Recientemente, durante la proyección de la película "El 47", estrenada el pasado 6 de septiembre, no dejaba de comparar el parecido en ciertos aspectos de la película con el transcurso de mi niñez y buena parte de mi adolescencia .
Era octubre de 1949, y como si la decisión me hubiese pertenecido desde siempre, opté por nacer en un rincón olvidado del mundo, casi como si fuera una broma del destino. Mi llegada no estuvo marcada por nada grandioso, sino por la humilde simplicidad de una familia que se levantaba cada día antes que el sol. Mi padre, Fernando, un panadero que amasaba más que pan, parecía también amasar preocupaciones con cada movimiento de sus manos. Y mi madre, María —aunque todos le decían Maruja—, tejía con hilo fino y paciencia no solo las costuras de la ropa, sino también las de nuestra vida cotidiana. Entre la harina y los retales, aparecí yo, como quien no tiene prisa pero tampoco se quiere quedar fuera del juego.
Nací en el extrarradio de Valladolid, en un barrio que probablemente ni Dios
recordaba en sus plegarias. En realidad, el lugar tuvo varios nombres, como si el olvido lo disfrazara con distintas identidades a lo largo del tiempo. Empezó en 1915 siendo la “Huerta de Linares”, luego en los años 30 el “Barrio de La República”, en un breve resplandor de esperanza, hasta que, con la dictadura, lo rebautizaron como el “Barrio de España”. Suena patriótico, pero os aseguro que no había nada glorioso en vivir allí. Era más bien un amasijo de casas molineras que parecían sostenerse por milagro, y chabolas que bailaban al ritmo del viento cada vez que soplaba fuerte.
La vida en el barrio tenía su particular encanto… si es que se le puede llamar así. Carecíamos de luz, de agua corriente y, por supuesto, de transporte. Si querías ir al centro de la ciudad, te preparabas como si fueras a cruzar el desierto.
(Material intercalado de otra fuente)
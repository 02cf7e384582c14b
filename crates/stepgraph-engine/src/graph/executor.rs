use std::any::Any;
use std::panic::AssertUnwindSafe;
use std::sync::Arc;
use std::time::Instant;

use futures::future::join_all;
use futures::FutureExt;
use serde::Serialize;
use tokio_util::sync::CancellationToken;
use tracing::{debug, error, info, warn};

use stepgraph_core::config::EngineConfig;
use stepgraph_core::error::StepgraphError;
use stepgraph_core::event::EventBus;
use stepgraph_core::state::{State, StateUpdate};
use stepgraph_core::types::{ErrorKind, NodeContext, RunEvent, RunFailure, RunId, RunStatus};

use super::builder::Graph;
use super::edge::Next;
use crate::retry::calculate_backoff;

/// One successful node invocation.
#[derive(Debug, Clone, PartialEq, Serialize)]
pub struct StepRecord {
    /// 1-based step number.
    pub step: usize,
    pub node: String,
    /// Invocations it took, including retries.
    pub attempts: u32,
    pub elapsed_ms: u64,
    /// Version of the snapshot produced by the merge.
    pub version: u64,
}

/// Outcome of executing a graph once.
#[derive(Debug, Clone, Serialize)]
pub struct ExecutionResult {
    pub status: RunStatus,
    /// Last merged snapshot. On failure, the state before the failing step.
    pub state: State,
    pub steps: usize,
    /// Node names in execution order.
    pub path: Vec<String>,
    pub trace: Vec<StepRecord>,
    #[serde(skip_serializing_if = "Option::is_none")]
    pub failure: Option<RunFailure>,
    pub elapsed_ms: u64,
}

impl ExecutionResult {
    pub fn succeeded(&self) -> bool {
        self.status == RunStatus::Completed
    }
}

/// Receives every merged snapshot as the run advances.
pub trait ExecutionObserver: Send + Sync {
    fn on_step(&self, record: &StepRecord, state: &State);
}

struct NodeOutcome {
    update: StateUpdate,
    attempts: u32,
    elapsed_ms: u64,
}

/// Drives runs over a shared, read-only `Graph`.
///
/// Each call to `execute` owns its state exclusively; the executor itself
/// holds nothing run-specific, so one instance serves any number of
/// concurrent runs.
pub struct Executor {
    graph: Arc<Graph>,
    config: EngineConfig,
    event_bus: Option<Arc<EventBus>>,
}

impl Executor {
    pub fn new(graph: Arc<Graph>, config: EngineConfig) -> Self {
        Self {
            graph,
            config,
            event_bus: None,
        }
    }

    /// Publish `RunEvent`s to this bus.
    pub fn with_event_bus(mut self, event_bus: Arc<EventBus>) -> Self {
        self.event_bus = Some(event_bus);
        self
    }

    pub fn graph(&self) -> &Arc<Graph> {
        &self.graph
    }

    pub fn config(&self) -> &EngineConfig {
        &self.config
    }

    fn publish(&self, event: RunEvent) {
        if let Some(ref bus) = self.event_bus {
            bus.publish(event);
        }
    }

    /// Run the graph from its entry node until a terminal node, a failure,
    /// cancellation, or the step budget ends it.
    ///
    /// Cancellation is only observed between steps: a node that has started
    /// runs to completion (or timeout) first.
    pub async fn execute(
        &self,
        run_id: &RunId,
        initial: State,
        cancel: &CancellationToken,
        observer: Option<&dyn ExecutionObserver>,
    ) -> ExecutionResult {
        let start = Instant::now();
        let max_steps = self.config.max_steps;
        let mut state = initial;
        let mut frontier = vec![self.graph.entry().to_string()];
        let mut steps = 0usize;
        let mut path = Vec::new();
        let mut trace = Vec::new();

        info!(run_id = %run_id, entry = %self.graph.entry(), max_steps, "Run started");
        self.publish(RunEvent::RunStarted {
            run_id: run_id.clone(),
        });

        let finish = |status: RunStatus,
                      state: State,
                      steps: usize,
                      path: Vec<String>,
                      trace: Vec<StepRecord>,
                      failure: Option<RunFailure>| {
            let elapsed_ms = start.elapsed().as_millis() as u64;
            match (&status, &failure) {
                (RunStatus::Completed, _) => {
                    info!(run_id = %run_id, steps, elapsed_ms, "Run completed");
                    self.publish(RunEvent::RunCompleted {
                        run_id: run_id.clone(),
                        steps,
                    });
                }
                (RunStatus::Cancelled, _) => {
                    info!(run_id = %run_id, steps, "Run cancelled");
                    self.publish(RunEvent::RunCancelled {
                        run_id: run_id.clone(),
                        steps,
                    });
                }
                (_, Some(failure)) => {
                    error!(
                        run_id = %run_id,
                        kind = ?failure.kind,
                        node = failure.node.as_deref().unwrap_or("-"),
                        step = failure.step,
                        error = %failure.message,
                        "Run failed"
                    );
                    self.publish(RunEvent::RunFailed {
                        run_id: run_id.clone(),
                        failure: failure.clone(),
                    });
                }
                _ => {}
            }
            ExecutionResult {
                status,
                state,
                steps,
                path,
                trace,
                failure,
                elapsed_ms,
            }
        };

        loop {
            if cancel.is_cancelled() {
                let failure = RunFailure {
                    kind: ErrorKind::Cancelled,
                    node: None,
                    step: steps,
                    message: StepgraphError::Cancelled.to_string(),
                };
                return finish(RunStatus::Cancelled, state, steps, path, trace, Some(failure));
            }

            if steps + frontier.len() > max_steps {
                let err = StepgraphError::StepBudgetExceeded { max_steps };
                let failure = to_failure(&err, None, steps);
                return finish(RunStatus::Failed, state, steps, path, trace, Some(failure));
            }

            // Every node in the frontier sees the same snapshot.
            let snapshot = state.clone();
            let outcomes = join_all(frontier.iter().enumerate().map(|(i, name)| {
                self.run_node(run_id, name, &snapshot, steps + 1 + i, cancel)
            }))
            .await;

            let mut branches = Vec::with_capacity(frontier.len());
            let mut timings = Vec::with_capacity(frontier.len());
            for (i, (name, outcome)) in frontier.iter().zip(outcomes).enumerate() {
                match outcome {
                    Ok(outcome) => {
                        timings.push((outcome.attempts, outcome.elapsed_ms));
                        branches.push((name.clone(), outcome.update));
                    }
                    Err(err) => {
                        let failure = to_failure(&err, Some(name.as_str()), steps + 1 + i);
                        return finish(RunStatus::Failed, state, steps, path, trace, Some(failure));
                    }
                }
            }

            let merged = if branches.len() == 1 {
                Ok(state.merge(&branches[0].1))
            } else {
                state.merge_branches(&branches)
            };
            state = match merged {
                Ok(next) => next,
                Err(err) => {
                    let failure = to_failure(&err, None, steps);
                    return finish(RunStatus::Failed, state, steps, path, trace, Some(failure));
                }
            };

            for ((name, _), (attempts, elapsed_ms)) in branches.iter().zip(timings) {
                steps += 1;
                let record = StepRecord {
                    step: steps,
                    node: name.clone(),
                    attempts,
                    elapsed_ms,
                    version: state.version(),
                };
                self.publish(RunEvent::NodeCompleted {
                    run_id: run_id.clone(),
                    node: name.clone(),
                    step: steps,
                    elapsed_ms,
                });
                if let Some(observer) = observer {
                    observer.on_step(&record, &state);
                }
                path.push(name.clone());
                trace.push(record);
            }

            let mut next_frontier: Vec<String> = Vec::new();
            for (name, _) in &branches {
                match self.route(name, &state) {
                    Ok(Next::End) => {
                        debug!(run_id = %run_id, node = %name, "Reached terminal node");
                    }
                    Ok(Next::Nodes(nodes)) => {
                        for node in nodes {
                            if !next_frontier.contains(&node) {
                                next_frontier.push(node);
                            }
                        }
                    }
                    Err(err) => {
                        let failure = to_failure(&err, Some(name.as_str()), steps);
                        return finish(RunStatus::Failed, state, steps, path, trace, Some(failure));
                    }
                }
            }

            if next_frontier.is_empty() {
                return finish(RunStatus::Completed, state, steps, path, trace, None);
            }
            frontier = next_frontier;
        }
    }

    /// Resolve successors of `name`; a panicking predicate is a routing error.
    fn route(&self, name: &str, state: &State) -> Result<Next, StepgraphError> {
        std::panic::catch_unwind(AssertUnwindSafe(|| self.graph.next(name, state)))
            .unwrap_or_else(|payload| {
                Err(StepgraphError::Routing {
                    node: name.to_string(),
                    message: format!("predicate panicked: {}", panic_message(&*payload)),
                })
            })
    }

    /// Execute one node under its timeout, retrying recoverable failures.
    async fn run_node(
        &self,
        run_id: &RunId,
        name: &str,
        state: &State,
        step: usize,
        cancel: &CancellationToken,
    ) -> Result<NodeOutcome, StepgraphError> {
        let node = self.graph.node(name)?;
        let timeout = self.config.node_timeout(name, node.metadata.timeout);
        let max_retries = self.config.max_retries(name, node.metadata.max_retries);
        let start = Instant::now();
        let mut attempt = 0u32;

        loop {
            debug!(run_id = %run_id, node = %name, step, attempt, "Executing node");
            self.publish(RunEvent::NodeStarted {
                run_id: run_id.clone(),
                node: name.to_string(),
                step,
                attempt,
            });

            let ctx = NodeContext {
                run_id: run_id.clone(),
                node: name.to_string(),
                step,
                attempt,
                cancel: cancel.clone(),
            };

            let call = AssertUnwindSafe(async { node.handler.execute(state.clone(), ctx).await })
                .catch_unwind();

            let err = match tokio::time::timeout(timeout, call).await {
                Ok(Err(payload)) => {
                    return Err(StepgraphError::NodeExecution {
                        node: name.to_string(),
                        message: format!("node panicked: {}", panic_message(&*payload)),
                        recoverable: false,
                    });
                }
                Ok(Ok(Ok(update))) => {
                    return Ok(NodeOutcome {
                        update,
                        attempts: attempt + 1,
                        elapsed_ms: start.elapsed().as_millis() as u64,
                    });
                }
                Ok(Ok(Err(e))) if !e.recoverable => {
                    return Err(StepgraphError::NodeExecution {
                        node: name.to_string(),
                        message: e.message,
                        recoverable: false,
                    });
                }
                Ok(Ok(Err(e))) => StepgraphError::NodeExecution {
                    node: name.to_string(),
                    message: e.message,
                    recoverable: true,
                },
                Err(_) => StepgraphError::Timeout {
                    node: name.to_string(),
                    timeout_ms: timeout.as_millis() as u64,
                },
            };

            if attempt >= max_retries {
                warn!(node = %name, attempts = attempt + 1, error = %err, "Retry budget exhausted");
                return Err(err);
            }

            let backoff = calculate_backoff(attempt, &self.config.retry);
            warn!(
                node = %name,
                attempt = attempt + 1,
                max_retries,
                backoff_ms = backoff.as_millis() as u64,
                error = %err,
                "Retrying node"
            );
            self.publish(RunEvent::NodeRetrying {
                run_id: run_id.clone(),
                node: name.to_string(),
                attempt: attempt + 1,
                backoff_ms: backoff.as_millis() as u64,
                error: err.to_string(),
            });
            tokio::time::sleep(backoff).await;
            attempt += 1;
        }
    }
}

/// Best-effort text of a panic payload.
pub(crate) fn panic_message(payload: &(dyn Any + Send)) -> String {
    if let Some(msg) = payload.downcast_ref::<&str>() {
        msg.to_string()
    } else if let Some(msg) = payload.downcast_ref::<String>() {
        msg.clone()
    } else {
        "unknown panic".to_string()
    }
}

fn to_failure(err: &StepgraphError, node: Option<&str>, step: usize) -> RunFailure {
    let node = node.map(str::to_string).or_else(|| match err {
        StepgraphError::NodeNotFound(name) => Some(name.clone()),
        _ => None,
    });
    RunFailure {
        kind: err.kind().unwrap_or(ErrorKind::NodeFatal),
        node,
        step,
        message: err.to_string(),
    }
}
El primer punto de agua en el barrio llegó en 1960, como un evento histórico que fue anunciado en el periódico más importante de la ciudad, pero con más emoción de la que probablemente se merecía. Los vecinos, pico en mano, cavaron zanjas como si fueran a desenterrar un tesoro, aunque lo que encontraron fue agua. Algo es algo, supongo.
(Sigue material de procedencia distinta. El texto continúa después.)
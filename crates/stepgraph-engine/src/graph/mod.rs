//! Graph Execution Engine: stateful multi-step workflow orchestration.
//!
//! A workflow is a directed graph of named `Node`s connected by `Edge`s.
//! Each node is a function from the current `State` snapshot to a partial
//! update. Edges define transitions: unconditional, conditional (a predicate
//! over state picks one of a declared candidate set), or fan-out (several
//! branches run concurrently and their updates are merged in declaration order).
//!
//! The `Executor` walks the graph from the entry node, executing each node
//! under a timeout and retry budget, merging its update into a fresh snapshot
//! and following edges until a terminal node, a failure, cancellation, or the
//! step budget ends the run.

pub mod builder;
pub mod edge;
pub mod executor;
pub mod node;
pub mod registry;

pub use builder::{Graph, GraphBuilder, GraphDescription};
pub use edge::{route_on_bool, route_on_field, Edge, EdgeResolver, Next, Predicate};
pub use executor::{ExecutionObserver, ExecutionResult, Executor, StepRecord};
pub use node::{node_fn, FnNode, Node, NodeMetadata};
pub use registry::NodeRegistry;
use futures::future::BoxFuture;

use crate::error::{NodeError, Result};
use crate::state::{State, StateUpdate};
use crate::types::{HistoryEntry, NodeContext};

/// A unit of computation in a workflow graph.
///
/// Receives the current snapshot and returns only the fields it changed.
/// The snapshot is immutable; the update lands through the engine's merge.
pub trait NodeHandler: Send + Sync + 'static {
    fn execute(
        &self,
        state: State,
        ctx: NodeContext,
    ) -> BoxFuture<'_, std::result::Result<StateUpdate, NodeError>>;
}

/// Conversation history store: persistence backend for the service boundary.
pub trait HistoryStore: Send + Sync + 'static {
    /// Append one exchange to a thread.
    fn append(
        &self,
        thread_id: &str,
        user_input: &str,
        agent_response: Option<&str>,
    ) -> BoxFuture<'_, Result<()>>;

    /// Load the most recent `limit` entries for a thread, oldest first.
    fn load(&self, thread_id: &str, limit: usize) -> BoxFuture<'_, Result<Vec<HistoryEntry>>>;
}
Pero el barrio nunca dejó de ser lo que era: un lugar que acogía a quienes no tenían más remedio que quedarse. Los que mejoraron un poco su situación se marchaban de allí a toda prisa, como si hubiesen escapado de una película de terror. Los que se quedaban, como mi familia, lo hacían porque no había otro sitio al que ir. La verdad es que, para los que llegamos allí, ese barrio era como una broma de mal gusto, y los pocos que conseguían marcharse lo hacían con una sensación de alivio.
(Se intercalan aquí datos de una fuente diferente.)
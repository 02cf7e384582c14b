pub mod store;

pub use store::SqliteHistory;
use thiserror::Error;

use crate::types::ErrorKind;

#[derive(Debug, Error)]
pub enum StepgraphError {
    // Graph construction errors
    #[error("Node not found: {0}")]
    NodeNotFound(String),

    #[error("Node already registered: {0}")]
    DuplicateNode(String),

    #[error("Invalid graph: {0}")]
    InvalidGraph(String),

    // Run errors
    #[error("Routing error at {node}: {message}")]
    Routing { node: String, message: String },

    #[error("Node execution failed: {node}: {message}")]
    NodeExecution {
        node: String,
        message: String,
        recoverable: bool,
    },

    #[error("Node timeout after {timeout_ms}ms: {node}")]
    Timeout { node: String, timeout_ms: u64 },

    #[error("Run exceeded step budget ({max_steps})")]
    StepBudgetExceeded { max_steps: usize },

    #[error("Conflicting writes to '{field}' from parallel branches: {}", branches.join(", "))]
    MergeConflict { field: String, branches: Vec<String> },

    #[error("Run cancelled")]
    Cancelled,

    // Run manager errors
    #[error("Run not found: {0}")]
    RunNotFound(String),

    #[error("Run rejected: concurrent run limit ({limit}) reached")]
    AdmissionRejected { limit: usize },

    // Config errors
    #[error("Config error: {0}")]
    Config(String),

    #[error("Config file not found: {0}")]
    ConfigNotFound(String),

    // Storage errors
    #[error("Database error: {0}")]
    Database(String),

    // I/O errors
    #[error("I/O error: {0}")]
    Io(#[from] std::io::Error),

    // JSON errors
    #[error("JSON error: {0}")]
    Json(#[from] serde_json::Error),
}

impl StepgraphError {
    /// Classification surfaced on a failed run, if this error can end one.
    pub fn kind(&self) -> Option<ErrorKind> {
        match self {
            Self::NodeNotFound(_) => Some(ErrorKind::NotFound),
            Self::Routing { .. } => Some(ErrorKind::Routing),
            Self::NodeExecution {
                recoverable: true, ..
            } => Some(ErrorKind::NodeRecoverableExhausted),
            Self::NodeExecution { .. } => Some(ErrorKind::NodeFatal),
            Self::Timeout { .. } => Some(ErrorKind::Timeout),
            Self::StepBudgetExceeded { .. } => Some(ErrorKind::StepBudgetExceeded),
            Self::MergeConflict { .. } => Some(ErrorKind::MergeConflict),
            Self::Cancelled => Some(ErrorKind::Cancelled),
            _ => None,
        }
    }
}

pub type Result<T> = std::result::Result<T, StepgraphError>;

/// Error returned by a node function.
///
/// `recoverable` tells the engine whether the failure is worth retrying
/// (transient tool or network failure) or should end the run immediately.
#[derive(Debug, Clone, PartialEq, Eq, Error)]
#[error("{message}")]
pub struct NodeError {
    pub message: String,
    pub recoverable: bool,
}

impl NodeError {
    pub fn recoverable(message: impl Into<String>) -> Self {
        Self {
            message: message.into(),
            recoverable: true,
        }
    }

    pub fn fatal(message: impl Into<String>) -> Self {
        Self {
            message: message.into(),
            recoverable: false,
        }
    }
}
Años después, volví, más por nostalgia que por otra cosa, y lo que encontré me dejó perplejo. El barrio había cambiado, sí, pero no del todo. Las viejas casas molineras seguían en pie, desafiando al paso del tiempo, pero ahora había fachadas pintadas de colores brillantes: amarillos, azules, rosas... Alguien, con un sentido peculiar del humor, había decidido que lo que el barrio necesitaba era un toque de Gaudí y Miró. Las puertas y ventanas parecían retorcerse, como si las paredes hubieran tenido una mala resaca y no supieran cómo volver a su sitio. Los colores, que en teoría deberían alegrar la vista, más bien te hacían parpadear y frotarte los ojos, preguntándote si todo aquello era real o simplemente una alucinación.
Entre lo surrealista y lo simpático, el barrio había adoptado un aire de obra de arte incompleta. Un caos pintoresco, por decirlo de alguna manera, donde cada rincón parecía estar destinado a sorprenderte, aunque no siempre de la mejor manera. Era como si el barrio, en un intento desesperado de reinventarse, hubiese decidido echarle una buena dosis de humor a su historia, como diciendo: "Si no podemos ser perfectos, al menos seamos memorables".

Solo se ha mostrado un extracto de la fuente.